Strand Aerospace’s design team consist of the right balance of youth and experience.
By Alvin Ung
The latest salary survey published in the Wall Street Journal noted that engineering graduates in the United States will earn far higher salaries than the typical new college graduate.
While that could also be true in Malaysia, it’s also true that many of the 20,000-odd students who graduate with an engineering degree from local universities are not working as engineers. They might end up in a manufacturing or maintenance company with little career progression. Others look for jobs outside country.
Naguib Mohd Nor, the chief operating officer of Strand Aerospace, dreams of the day when engineering graduates will be able to work at the top end of the engineering value chain, by focusing on design and analysis work. This is called “pure play” engineering services. Much of the work involves brainpower – people working on computers doing product design – rather than walking the factory floor with a clipboard.
The beauty of engineering services is that you aren’t stuck working for one company: you can work offshore for huge companies who dominate the aerospace and automotive sector – estimated to surpass RM960 billion by 2020. India dominates the sector with specialist engineering firms such as Mahendran, Satyam and Tata.
What’s the catalyst for developing high-value engineering services in Malaysia?
“In engineering services, you must have large numbers of people who possess specialized capability and general ability. And the secret to building a world-class engineering firm – besides developing capability – is the ability to think and communicate,” Naguib said.
But isn’t that fairly obvious? No, says Naguib.
“We found that the biggest handicap of Malaysian engineers, whether they’re from Imperial College or local universities, is that they do not communicate very well. And it has nothing to do with the mastery of the English language,” Naguib said.
Naguib explained that most of the French and German engineers have bad grammar yet they can think well: they are able to communicate, collaborate and receive technical instructions in a structured manner.
In contrast, most Malaysian engineers speak good English but they simply expect to receive instructions. They don’t make decisions, nor are they able to articulate a certain philosophical approach toward developing a process or solution. “They end up spewing data instead of developing solutions in collaboration with others. That’s a big problem,” Naguib said.
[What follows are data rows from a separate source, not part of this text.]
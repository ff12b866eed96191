//! Shared header set
//!
//! `Headers` is a cloneable handle to a key -> values mapping shared
//! between the handler task mutating the response headers and the
//! broadcaster snapshotting them for reconciliation. All clones of a
//! handle observe the same underlying map.

use std::collections::HashMap;
use std::sync::{Arc, Mutex, MutexGuard, PoisonError};

/// Plain owned copy of a header set, used as a diff baseline.
pub type HeaderSnapshot = HashMap<String, Vec<String>>;

/// Shared, thread-safe header set handle
#[derive(Debug, Clone, Default)]
pub struct Headers {
    inner: Arc<Mutex<HeaderSnapshot>>,
}

impl Headers {
    /// Create an empty header set
    pub fn new() -> Self {
        Self::default()
    }

    fn lock(&self) -> MutexGuard<'_, HeaderSnapshot> {
        self.inner.lock().unwrap_or_else(PoisonError::into_inner)
    }

    /// Replace all values for a key with a single value
    pub fn set(&self, key: impl Into<String>, value: impl Into<String>) {
        self.lock().insert(key.into(), vec![value.into()]);
    }

    /// Append a value for a key
    pub fn add(&self, key: impl Into<String>, value: impl Into<String>) {
        self.lock().entry(key.into()).or_default().push(value.into());
    }

    /// Get all values for a key
    pub fn get(&self, key: &str) -> Option<Vec<String>> {
        self.lock().get(key).cloned()
    }

    /// Get the first value for a key
    pub fn get_first(&self, key: &str) -> Option<String> {
        self.lock().get(key).and_then(|v| v.first().cloned())
    }

    /// Remove a key
    pub fn remove(&self, key: &str) {
        self.lock().remove(key);
    }

    /// Whether the key is present
    pub fn contains(&self, key: &str) -> bool {
        self.lock().contains_key(key)
    }

    /// Number of distinct header keys
    pub fn len(&self) -> usize {
        self.lock().len()
    }

    /// Whether the set holds no headers
    pub fn is_empty(&self) -> bool {
        self.lock().is_empty()
    }

    /// Owned copy of the current state
    pub fn snapshot(&self) -> HeaderSnapshot {
        self.lock().clone()
    }

    /// Apply a reconciliation diff to this header set
    pub fn apply(&self, diff: &HeaderDiff) {
        let mut map = self.lock();
        for (key, values) in &diff.changed {
            map.insert(key.clone(), values.clone());
        }
        for key in &diff.removed {
            map.remove(key);
        }
    }
}

/// Difference between two header snapshots
#[derive(Debug, Clone, Default, PartialEq, Eq)]
pub struct HeaderDiff {
    /// Keys added or whose values changed, with their final values
    pub changed: Vec<(String, Vec<String>)>,
    /// Keys present in the baseline but absent in the final state
    pub removed: Vec<String>,
}

impl HeaderDiff {
    /// Whether the diff carries no changes
    pub fn is_empty(&self) -> bool {
        self.changed.is_empty() && self.removed.is_empty()
    }
}

/// Compute the symmetric difference between a baseline and a final header
/// snapshot. Keys whose values are byte-identical in both are omitted.
pub fn diff(baseline: &HeaderSnapshot, current: &HeaderSnapshot) -> HeaderDiff {
    let mut out = HeaderDiff::default();

    for (key, values) in current {
        match baseline.get(key) {
            Some(old) if old == values => {}
            _ => out.changed.push((key.clone(), values.clone())),
        }
    }
    for key in baseline.keys() {
        if !current.contains_key(key) {
            out.removed.push(key.clone());
        }
    }

    out
}
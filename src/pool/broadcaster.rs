//! Response broadcaster
//!
//! One broadcaster exists per in-flight logical request. It is the sink
//! handed to the driver's handler, and it mirrors every header, status,
//! and body event to each attached rider sink. On the first body write
//! it deregisters its key from the pool, closing the attach window, and
//! reconciles headers so riders only ever see the driver's final header
//! state.

use std::io;
use std::sync::{Arc, Mutex, MutexGuard, PoisonError};

use tokio::sync::oneshot;

use crate::http::{diff, HeaderSnapshot, Headers, ResponseSink, SinkHandle};

use super::error::{PoolError, RelayError};
use super::store::RequestPool;

/// Completion signal handed to a waiting rider
pub type Completion = oneshot::Receiver<Result<(), RelayError>>;

/// Broadcaster lifecycle state
///
/// The transition is one-way: once body output begins the broadcaster
/// never accepts another rider.
#[derive(Debug, Clone, Copy, PartialEq, Eq)]
pub enum BroadcastState {
    /// No body output yet; riders may attach
    Idle,
    /// First body byte sent; attach window closed
    Writing,
}

struct Rider {
    sink: SinkHandle,
    done: Option<oneshot::Sender<Result<(), RelayError>>>,
    evicted: bool,
}

struct Inner {
    state: BroadcastState,
    /// 1xx codes emitted so far, replayed to late-attaching riders
    informational: Vec<u16>,
    /// Final status code; 0 until set, then fixed. First
    /// non-informational code wins, later calls are no-ops.
    status: u16,
    riders: Vec<Rider>,
    finished: bool,
}

/// Multicast response sink for one in-flight logical request
pub struct Broadcaster {
    key: String,
    pool: Arc<RequestPool>,
    driver: SinkHandle,
    /// Driver header state at registration time, the reconciliation
    /// baseline
    baseline: HeaderSnapshot,
    inner: Mutex<Inner>,
}

impl Broadcaster {
    pub(super) fn new(key: String, driver: SinkHandle, pool: Arc<RequestPool>) -> Self {
        let baseline = driver.headers().snapshot();
        Self {
            key,
            pool,
            driver,
            baseline,
            inner: Mutex::new(Inner {
                state: BroadcastState::Idle,
                informational: Vec::new(),
                status: 0,
                riders: Vec::new(),
                finished: false,
            }),
        }
    }

    fn lock(&self) -> MutexGuard<'_, Inner> {
        self.inner.lock().unwrap_or_else(PoisonError::into_inner)
    }

    /// The fingerprint key this broadcaster is registered under
    pub fn key(&self) -> &str {
        &self.key
    }

    /// Current lifecycle state
    pub fn state(&self) -> BroadcastState {
        self.lock().state
    }

    /// Number of attached riders (evicted riders included)
    pub fn rider_count(&self) -> usize {
        self.lock().riders.len()
    }

    /// Attach a rider sink, catching it up on already-emitted status
    /// codes
    ///
    /// Replay and registration happen under one exclusive section, so
    /// the rider observes every status event exactly once: the ones it
    /// missed by replay, the rest live.
    pub fn register_rider(&self, sink: SinkHandle) -> Result<Completion, PoolError> {
        let mut inner = self.lock();
        if inner.state == BroadcastState::Writing || inner.finished {
            return Err(PoolError::AlreadyWriting(self.key.clone()));
        }

        for &code in &inner.informational {
            sink.write_status(code);
        }
        if inner.status != 0 {
            sink.write_status(inner.status);
        }

        let (tx, rx) = oneshot::channel();
        inner.riders.push(Rider {
            sink,
            done: Some(tx),
            evicted: false,
        });
        tracing::debug!(key = %self.key, riders = inner.riders.len(), "Rider attached");
        Ok(rx)
    }

    /// Called when the driver's handler execution has returned
    ///
    /// Resolves every remaining rider's completion signal. If the
    /// handler produced no body output, the pool entry is removed here
    /// and headers are reconciled so riders still observe the final
    /// header state.
    pub fn finish(&self, outcome: Result<(), RelayError>) {
        let (was_idle, targets, completions) = {
            let mut inner = self.lock();
            if inner.finished {
                return;
            }
            inner.finished = true;
            let was_idle = inner.state == BroadcastState::Idle;
            if was_idle {
                inner.state = BroadcastState::Writing;
            }
            let targets = live_sinks(&inner);
            let completions: Vec<_> = inner
                .riders
                .iter_mut()
                .filter_map(|r| r.done.take())
                .collect();
            (was_idle, targets, completions)
        };

        if was_idle {
            self.pool.remove(&self.key);
            self.reconcile_headers(&targets);
        }

        if let Err(ref err) = outcome {
            tracing::warn!(key = %self.key, error = %err, riders = completions.len(), "Broadcast finished with error");
        }
        for tx in completions {
            let _ = tx.send(outcome.clone());
        }
    }

    /// Copy the baseline-to-final header delta onto every rider sink
    fn reconcile_headers(&self, targets: &[(usize, SinkHandle)]) {
        let current = self.driver.headers().snapshot();
        let delta = diff(&self.baseline, &current);
        if delta.is_empty() {
            return;
        }
        for (_, sink) in targets {
            sink.headers().apply(&delta);
        }
    }

    /// Evict a rider after its sink failed; the error surfaces only on
    /// that rider's own completion signal
    fn evict_rider(&self, index: usize, err: io::Error) {
        let mut inner = self.lock();
        let Some(rider) = inner.riders.get_mut(index) else {
            return;
        };
        if rider.evicted {
            return;
        }
        rider.evicted = true;
        tracing::warn!(key = %self.key, rider = index, error = %err, "Rider sink failed, evicting");
        if let Some(tx) = rider.done.take() {
            let _ = tx.send(Err(RelayError::Sink(err.to_string())));
        }
    }
}

fn live_sinks(inner: &Inner) -> Vec<(usize, SinkHandle)> {
    inner
        .riders
        .iter()
        .enumerate()
        .filter(|(_, r)| !r.evicted)
        .map(|(i, r)| (i, Arc::clone(&r.sink)))
        .collect()
}

impl ResponseSink for Broadcaster {
    /// The live, mutable header set of the driver's underlying sink.
    /// Riders receive the reconciled result when body output begins.
    fn headers(&self) -> Headers {
        self.driver.headers()
    }

    fn write_status(&self, code: u16) {
        let mut inner = self.lock();
        if inner.state == BroadcastState::Writing {
            // First body write froze the status line
            return;
        }
        if code < 200 {
            inner.informational.push(code);
        } else {
            if inner.status != 0 {
                return;
            }
            inner.status = code;
        }

        self.driver.write_status(code);
        for rider in inner.riders.iter().filter(|r| !r.evicted) {
            rider.sink.write_status(code);
        }
    }

    fn write(&self, buf: &[u8]) -> io::Result<usize> {
        let (first, targets) = {
            let mut inner = self.lock();
            let first = inner.state == BroadcastState::Idle;
            if first {
                inner.state = BroadcastState::Writing;
            }
            (first, live_sinks(&inner))
        };

        // Pool removal and byte forwarding happen outside the state
        // lock; the listener list was fixed above and only grows while
        // Idle, so indexes stay valid.
        if first {
            self.pool.remove(&self.key);
            self.reconcile_headers(&targets);
            tracing::debug!(key = %self.key, riders = targets.len(), "Body output started, attach window closed");
        }

        for (index, sink) in &targets {
            if let Err(err) = sink.write(buf) {
                self.evict_rider(*index, err);
            }
        }

        self.driver.write(buf)
    }
}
The problem is magnified when you are working ten thousand kilometers away across multiple countries with different cultures such as the Airbus environment, added Addi Faiz Adnan, a client manager at Strand, who worked many years in Europe. “Even the most simple thing can go wrong. You say one thing, by the time it reaches Europe, they think it’s something else,” he said.
Strand Aerospace has been given training grants by PEMANDU to expand its in-house training programme to train engineering graduates from government and private institutions – up to 300 people by 2014. “By training 300 engineers, our goal is to create a pull factor for international engineering companies to move to Malaysia,” Naguib said.
The courses offered at Strand Aerospace are technically complex in terms of engineering, but deceptively simple in terms of communications. Instructors highlight the need speak slower and more deliberately. Engineers are asked to consider what comes out of their mouth, and to speak what is really in their mind, not just off the top of their head. Engineers are told to stop mumbling.
There are grave consequences for not speaking or thinking clearly, says Naguib, especially in an aerospace environment where there is virtually zero tolerance for errors. For example, Airbus rejects certification or analytical reports that are inconsistently formatted – a sure sign that the report has been cobbled together without clear overall thinking.
“Engineers who don’t speak clearly or precisely don’t understand what they are saying or doing. Therefore they are not able to accept responsibility for their design or product. And when people don’t accept responsibility for what they do in an engineering environment, then the product is questionable,” Naguib explained.
“You need cultural awareness to become a good engineer,” rejoined Addi. “If I trust you, and you trust me, then we are in a better position to do the work together.”